Devotees tap into a semi-conscious state and are able to access divine energy. Transcendental meditation is practiced in most ancient cultures around the world but in South Africa, it is celebrated at festivals such as kavady and firewalking. Many families who celebrate the ‘Porridge Prayers’ do so in their homes. They spend hours preparing foods and offerings for Amman and invite friends and family to participate. Some households do a vegetarian offering and some offer meat. This leads us to the discussion on sacrifices. Guru Govender suggests that there are various forms of sacrifice that one undertakes which translate over different aspects of one’s life; from nine months of gestation to grandparents who take care of grandchildren whilst parents are working. He says that in ancient times sacrificing to the Mother meant that you offer what is within your means to do so and the same principle applies today.

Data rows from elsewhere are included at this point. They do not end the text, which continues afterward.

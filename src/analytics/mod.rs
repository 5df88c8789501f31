//! The analytics engine: pure, stateless computations over price samples
//! already materialized from the store. Callers fetch a scope, the
//! functions here partition, aggregate and rank in memory.

pub mod rank_crafts;
pub mod rank_items;
pub mod resell;
pub mod speed;
pub mod trend;

use std::time::{SystemTime, UNIX_EPOCH};

use statrs::statistics::Statistics;

use crate::types::PriceSample;

pub const SECS_PER_DAY: i64 = 86_400;

pub fn now_ts() -> i64 {
    SystemTime::now()
        .duration_since(UNIX_EPOCH)
        .unwrap_or_default()
        .as_secs() as i64
}

/// Start of a trailing window of `days` days ending at `now`.
pub fn window_start(now: i64, days: i64) -> i64 {
    now - days * SECS_PER_DAY
}

/// Partitions priced samples by gid, preserving both the encounter order
/// of gids and the time order of each partition (the store fetch is
/// already sorted by `recorded_at`).
pub(crate) fn group_prices_by_gid(samples: &[PriceSample]) -> Vec<(i64, Vec<i64>)> {
    let mut index: std::collections::HashMap<i64, usize> = std::collections::HashMap::new();
    let mut groups: Vec<(i64, Vec<i64>)> = Vec::new();
    for sample in samples {
        let Some(price) = sample.price else { continue };
        match index.get(&sample.gid) {
            Some(&i) => groups[i].1.push(price),
            None => {
                index.insert(sample.gid, groups.len());
                groups.push((sample.gid, vec![price]));
            }
        }
    }
    groups
}

pub(crate) fn mean_price(prices: &[i64]) -> f64 {
    prices.iter().map(|&p| p as f64).mean()
}

/// Median of the sorted prices: middle element for odd counts, average of
/// the two middle elements for even counts.
pub(crate) fn median_price(prices: &[i64]) -> Option<f64> {
    if prices.is_empty() {
        return None;
    }
    let mut sorted = prices.to_vec();
    sorted.sort_unstable();
    let mid = sorted.len() / 2;
    let median = if sorted.len() % 2 == 1 {
        sorted[mid] as f64
    } else {
        (sorted[mid - 1] + sorted[mid]) as f64 / 2.0
    };
    Some(median)
}

/// Reported monetary/percentage values carry 2 decimals; sorting always
/// happens on full precision before this is applied.
pub(crate) fn round2(v: f64) -> f64 {
    (v * 100.0).round() / 100.0
}

#[cfg(test)]
mod tests {
    use super::*;
    use crate::types::QuantityTier;

    fn sample(gid: i64, price: Option<i64>, recorded_at: i64) -> PriceSample {
        PriceSample {
            gid,
            quantity: QuantityTier::Hundred,
            price,
            recorded_at,
            server_id: 1,
        }
    }

    #[test]
    fn grouping_preserves_encounter_order_and_skips_unpriced() {
        let samples = vec![
            sample(5, Some(10), 1),
            sample(3, Some(20), 2),
            sample(5, None, 3),
            sample(5, Some(30), 4),
            sample(9, Some(40), 5),
        ];
        let groups = group_prices_by_gid(&samples);
        assert_eq!(
            groups,
            vec![(5, vec![10, 30]), (3, vec![20]), (9, vec![40])]
        );
    }

    #[test]
    fn median_handles_odd_and_even_counts() {
        assert_eq!(median_price(&[3, 1, 2]), Some(2.0));
        assert_eq!(median_price(&[4, 1, 3, 2]), Some(2.5));
        assert_eq!(median_price(&[]), None);
    }

    #[test]
    fn round2_truncates_to_cents() {
        assert_eq!(round2(70.71067811), 70.71);
        assert_eq!(round2(100.0), 100.0);
        assert_eq!(round2(0.005), 0.01);
    }
}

On the topic of us making more effort to educate ourselves on traditions, Tamil language and teachings, Guru Govender says that the responsibility lies on us as individuals to access the vast resources available on the internet. He also firmly states that it is important to question the information provided by priests and gurus so that we may have a better understanding of why we are doing specific things and for what greater purpose. He believes that a guru is someone that a devotee should build trust in and that it is the responsibility of the guru to simplify the religious context in a relateable way. South Africa is unique. We do not have a great number of South African Tamil priests but we do have a large population of Tamils looking for leadership. Guru Govender says that when South African Tamils and Hindus practice our devotion with the foundation of love, then we are well on our way to elevating our spiritual lives. Our responsibility is also to each other as Tamils. We have to help each other, especially at a time when the world is so fast-paced and where our focus takes us further away from spirituality. Guru Govender has many plans and ideas on providing resources to the Tamil and Hindu community and extends an open invitation to all to experience the wonders of the Divine Mother’s blessings.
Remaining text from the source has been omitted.